UNC students gain marketable skills through study abroad, office says

In today’s fierce competition for jobs, the need for recent college graduates to stand out means every experience must be marketed as a strength.

Some administrators want students to better justify study abroad programs as skill set contributors instead of showing it just as a semester abroad.

“It should be considered something that makes you more qualified for the position,” said Cheryl Matherly, assistant provost for global education at the University of Tulsa.

“It’s a concern because so long as employers don’t understand the full experience, it is something that isn’t valued,” she said.

One recruiter said study abroad is not a selling point, but could help students based on how it’s presented.

“It’s not something that we look for specifically,” said Kaitlin Gastrock, Teach For America spokeswoman.

But students seem confident it will give them an advantage.

“It’s a marketable thing to study abroad because you can say that you experienced different cultures,” said UNC senior Elizabeth Golden, who studied abroad in Sevilla, Spain.

But a concern is students are not adequately advertising their experiences, Matherly said.

“A lot of them don’t think about the importance of it on their resume,” said Jeff Sackaroff, associate director of University Career Services.

For example, some students don’t elaborate on the importance of their experience.

“I just stated that I had spent seven weeks in a study abroad immersion program,” Golden said. “That’s pretty much all I put.”

Some believe just stating the study abroad experience isn’t enough.
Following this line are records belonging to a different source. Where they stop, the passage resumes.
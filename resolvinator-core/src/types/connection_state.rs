//! Connection state of the channel client.

use serde::{Deserialize, Serialize};
use std::fmt;

/// Connection state of the channel client.
///
/// Exactly one value holds at any time. `Disconnected` is initial; `Error`
/// and `Disconnected` both lead back to `Connecting` through the reconnect timer.
#[derive(Debug, Clone, Copy, PartialEq, Eq, Hash, Default, Serialize, Deserialize)]
#[serde(rename_all = "lowercase")]
pub enum ConnectionState {
    /// Not connected.
    #[default]
    Disconnected,
    /// A connection attempt is in flight.
    Connecting,
    /// The transport is open.
    Connected,
    /// The transport reported an error.
    Error,
}

impl ConnectionState {
    /// Returns true if the connection is open.
    #[must_use]
    pub fn is_connected(&self) -> bool {
        matches!(self, Self::Connected)
    }

    /// Returns true if the client is not connected and not connecting.
    #[must_use]
    pub fn is_inactive(&self) -> bool {
        matches!(self, Self::Disconnected | Self::Error)
    }
}

impl fmt::Display for ConnectionState {
    fn fmt(&self, f: &mut fmt::Formatter<'_>) -> fmt::Result {
        match self {
            Self::Disconnected => write!(f, "Disconnected"),
            Self::Connecting => write!(f, "Connecting"),
            Self::Connected => write!(f, "Connected"),
            Self::Error => write!(f, "Error"),
        }
    }
}

#[cfg(test)]
mod tests {
    use super::*;

    #[test]
    fn test_connection_state_display() {
        assert_eq!(ConnectionState::Disconnected.to_string(), "Disconnected");
        assert_eq!(ConnectionState::Connected.to_string(), "Connected");
        assert_eq!(ConnectionState::Error.to_string(), "Error");
    }

    #[test]
    fn test_connection_state_checks() {
        assert!(ConnectionState::Connected.is_connected());
        assert!(!ConnectionState::Connecting.is_connected());

        assert!(ConnectionState::Disconnected.is_inactive());
        assert!(ConnectionState::Error.is_inactive());
        assert!(!ConnectionState::Connecting.is_inactive());
    }

    #[test]
    fn test_default_is_disconnected() {
        assert_eq!(ConnectionState::default(), ConnectionState::Disconnected);
    }
}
“I think the most important thing a student can do is to be able to speak about it in terms of transferable skills,” Matherly said. “How is it that that experience can be useful for the company?”

This approach seems to be key.

“It certainly could be an asset,” Gastrock said. “It depends on what they experienced.”

Gastrock recommends students demonstrate they overcame challenges.

“Study abroad is a great way to answer the question — ‘tell me about the time you took a risk’ — or questions about cultural diversity,” Sackaroff said.

But many students don’t consider their careers when choosing a study abroad program.

“Students aren’t really thinking careerwise,” said Kathryn Goforth, UNC study abroad director for advising. “They are sort of thinking about now.”

Regardless of its marketability career-wise, many agree studying abroad can be a valuable experience.

“It completely changed my whole career path and I’m much happier as a result,” Goforth said.